PROBLEM TO SOLVE: Write out the stretch of lines below that begins at the line with "if idx == 0" and ends at the line with "when none exists.", including both, exactly as given and nothing more.

Stored data entries:
// SPDX-License-Identifier: GPL-3.0-or-later
// Copyright 2026 Tobias Sarnowski

//! Segment lists: chains of small fixed-capacity arrays.
//!
//! Lists and dicts amortize growth over 8-slot segments threaded by a
//! `next` link, bounding each allocation to one segment. A segment list
//! is just a head reference (possibly null); the containing object tracks
//! the total length.
//!
//! Record layout past the descriptor:
//!
//! ```text
//! offset  4: slot count in this segment (u8)
//! offset  8: next segment (u32 LE, null link at the tail)
//! offset 12: slots, 8 x u32 LE
//! ```

use picopy_abi::ReturnCode;

use crate::config::SEGLIST_SLOTS;
use crate::error::{VmError, VmResult};
use crate::heap::Heap;
use crate::obj::{DESC_SIZE, Ref, Tag, init_desc, release};

const OFF_COUNT: u32 = DESC_SIZE;
const OFF_NEXT: u32 = DESC_SIZE + 4;
const OFF_SLOTS: u32 = DESC_SIZE + 8;
const SIZE: usize = (OFF_SLOTS as usize) + 4 * SEGLIST_SLOTS;

fn count(heap: &Heap, seg: Ref) -> usize {
    heap.byte(seg.offset() + OFF_COUNT) as usize
}

fn set_count(heap: &mut Heap, seg: Ref, n: usize) {
    heap.set_byte(seg.offset() + OFF_COUNT, n as u8);
}

fn next(heap: &Heap, seg: Ref) -> Ref {
    Ref::new(heap.dword(seg.offset() + OFF_NEXT))
}

fn set_next(heap: &mut Heap, seg: Ref, to: Ref) {
    heap.set_dword(seg.offset() + OFF_NEXT, to.offset());
}

fn slot(heap: &Heap, seg: Ref, i: usize) -> Ref {
    Ref::new(heap.dword(seg.offset() + OFF_SLOTS + 4 * i as u32))
}

fn set_slot(heap: &mut Heap, seg: Ref, i: usize, val: Ref) {
    heap.set_dword(seg.offset() + OFF_SLOTS + 4 * i as u32, val.offset());
}

fn new_segment(heap: &mut Heap) -> VmResult<Ref> {
    let seg = heap.get_chunk(SIZE)?;
    init_desc(heap, seg, Tag::Seg);
    set_count(heap, seg, 0);
    set_next(heap, seg, Ref::NULL);
    Ok(seg)
}

/// Walk to the segment and in-segment position holding logical index
/// `idx`. Overrunning the chain is a VM bug surfaced as `ASSERT_FAIL`
/// because containers validate indices against their length first.
fn locate(heap: &Heap, head: Ref, idx: usize) -> VmResult<(Ref, usize)> {
    let mut seg = head;
    let mut i = idx;
    while !seg.is_null() {
        let cnt = count(heap, seg);
        if i < cnt {
            return Ok((seg, i));
        }
        i -= cnt;
        seg = next(heap, seg);
    }
    Err(VmError::raise(ReturnCode::AssertFail))
}

/// The value at logical index `idx`, borrowed.
pub fn get(heap: &Heap, head: Ref, idx: usize) -> VmResult<Ref> {
    let (seg, i) = locate(heap, head, idx)?;
    Ok(slot(heap, seg, i))
}

/// Overwrite the value at logical index `idx`, returning the displaced
/// reference (the caller owns both the new and the old value).
pub fn set(heap: &mut Heap, head: Ref, idx: usize, val: Ref) -> VmResult<Ref> {
    let (seg, i) = locate(heap, head, idx)?;
    let old = slot(heap, seg, i);
    set_slot(heap, seg, i, val);
    Ok(old)
}

/// Prepend a value, returning the new head. O(1): a full head segment
/// gets a fresh segment chained in front of it.
pub fn prepend(heap: &mut Heap, head: Ref, val: Ref) -> VmResult<Ref> {
    if head.is_null() || count(heap, head) == SEGLIST_SLOTS {
        let seg = new_segment(heap)?;
        set_slot(heap, seg, 0, val);
        set_count(heap, seg, 1);
        set_next(heap, seg, head);
        return Ok(seg);
    }
    let cnt = count(heap, head);
    for i in (0..cnt).rev() {
        let v = slot(heap, head, i);
        set_slot(heap, head, i + 1, v);
    }
    set_slot(heap, head, 0, val);
    set_count(heap, head, cnt + 1);
    Ok(head)
}

/// Append a value at the tail, returning the (possibly new) head.
pub fn append(heap: &mut Heap, head: Ref, val: Ref) -> VmResult<Ref> {
    if head.is_null() {
        let seg = new_segment(heap)?;
        set_slot(heap, seg, 0, val);
        set_count(heap, seg, 1);
        return Ok(seg);
    }
    let mut tail = head;
    while !next(heap, tail).is_null() {
        tail = next(heap, tail);
    }
    let cnt = count(heap, tail);
    if cnt < SEGLIST_SLOTS {
        set_slot(heap, tail, cnt, val);
        set_count(heap, tail, cnt + 1);
    } else {
        let seg = new_segment(heap)?;
        set_slot(heap, seg, 0, val);
        set_count(heap, seg, 1);
        set_next(heap, tail, seg);
    }
    Ok(head)
}

/// Insert a value at logical index `idx` (0 through the current length),
/// returning the (possibly new) head. Full segments push their last slot
/// into the following segment.
pub fn insert(heap: &mut Heap, head: Ref, idx: usize, val: Ref) -> VmResult<Ref> {
    if idx == 0 {
        return prepend(heap, head, val);
    }

    // Locate the insertion segment; the position may equal the segment's
    // count (insertion at its end).
    let mut seg = head;
    let mut pos = idx;
    loop {
        if seg.is_null() {
            // idx beyond the chain length is a container bug
            return Err(VmError::raise(ReturnCode::AssertFail));
        }
        let cnt = count(heap, seg);
        if pos <= cnt {
            break;
        }
        pos -= cnt;
        seg = next(heap, seg);
    }

    // Ripple the overflow of each full segment into its successor
    let mut pending = val;
    loop {
        let cnt = count(heap, seg);
        if pos == cnt && cnt == SEGLIST_SLOTS {
            // Insertion lands past a full segment: continue in its
            // successor, appending a fresh tail when none exists.
            if next(heap, seg).is_null() {
                let tail = new_segment(heap)?;
                set_next(heap, seg, tail);
            }
            seg = next(heap, seg);
            pos = 0;
            continue;
        }
        if cnt < SEGLIST_SLOTS {
            for i in (pos..cnt).rev() {
                let v = slot(heap, seg, i);
                set_slot(heap, seg, i + 1, v);
            }
            set_slot(heap, seg, pos, pending);
            set_count(heap, seg, cnt + 1);
            return Ok(head);
        }
        let carry = slot(heap, seg, SEGLIST_SLOTS - 1);
        for i in (pos..SEGLIST_SLOTS - 1).rev() {
            let v = slot(heap, seg, i);
            set_slot(heap, seg, i + 1, v);
        }
        set_slot(heap, seg, pos, pending);
        pending = carry;
        pos = 0;
        if next(heap, seg).is_null() {
            let tail = new_segment(heap)?;
            set_next(heap, seg, tail);
        }
        seg = next(heap, seg);
    }
}

/// Remove the value at logical index `idx`, returning the new head and
/// the removed reference (ownership passes to the caller). Emptied
/// segments are unlinked and freed.
pub fn remove(heap: &mut Heap, head: Ref, idx: usize) -> VmResult<(Ref, Ref)> {
    let mut prev = Ref::NULL;
    let mut seg = head;
    let mut i = idx;
    loop {
        if seg.is_null() {
            return Err(VmError::raise(ReturnCode::AssertFail));
        }
        let cnt = count(heap, seg);
        if i < cnt {
            break;
        }
        i -= cnt;
        prev = seg;
        seg = next(heap, seg);
    }

    let removed = slot(heap, seg, i);
    let cnt = count(heap, seg);
    for j in i..cnt - 1 {
        let v = slot(heap, seg, j + 1);
        set_slot(heap, seg, j, v);
    }
    set_count(heap, seg, cnt - 1);

    let mut new_head = head;
    if cnt == 1 {
        let nxt = next(heap, seg);
        if prev.is_null() {
            new_head = nxt;
        } else {
            set_next(heap, prev, nxt);
        }
        heap.free_chunk(seg)?;
    }
    Ok((new_head, removed))
}

/// Release every slot of one segment. Used by the central destructor
/// dispatch; container teardown goes through [`free_chain`].
pub fn release_slots(heap: &mut Heap, seg: Ref) -> VmResult<()> {
    for i in 0..count(heap, seg) {
        release(heap, slot(heap, seg, i))?;
    }
    Ok(())
}

/// Release all values and free every segment of a chain.
pub fn free_chain(heap: &mut Heap, head: Ref) -> VmResult<()> {
    let mut seg = head;
    while !seg.is_null() {
        let nxt = next(heap, seg);
        release_slots(heap, seg)?;
        heap.free_chunk(seg)?;
        seg = nxt;
    }
    Ok(())
}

OUTPUT OF THE EXERCISE:
    if idx == 0 {
        return prepend(heap, head, val);
    }

    // Locate the insertion segment; the position may equal the segment's
    // count (insertion at its end).
    let mut seg = head;
    let mut pos = idx;
    loop {
        if seg.is_null() {
            // idx beyond the chain length is a container bug
            return Err(VmError::raise(ReturnCode::AssertFail));
        }
        let cnt = count(heap, seg);
        if pos <= cnt {
            break;
        }
        pos -= cnt;
        seg = next(heap, seg);
    }

    // Ripple the overflow of each full segment into its successor
    let mut pending = val;
    loop {
        let cnt = count(heap, seg);
        if pos == cnt && cnt == SEGLIST_SLOTS {
            // Insertion lands past a full segment: continue in its
            // successor, appending a fresh tail when none exists.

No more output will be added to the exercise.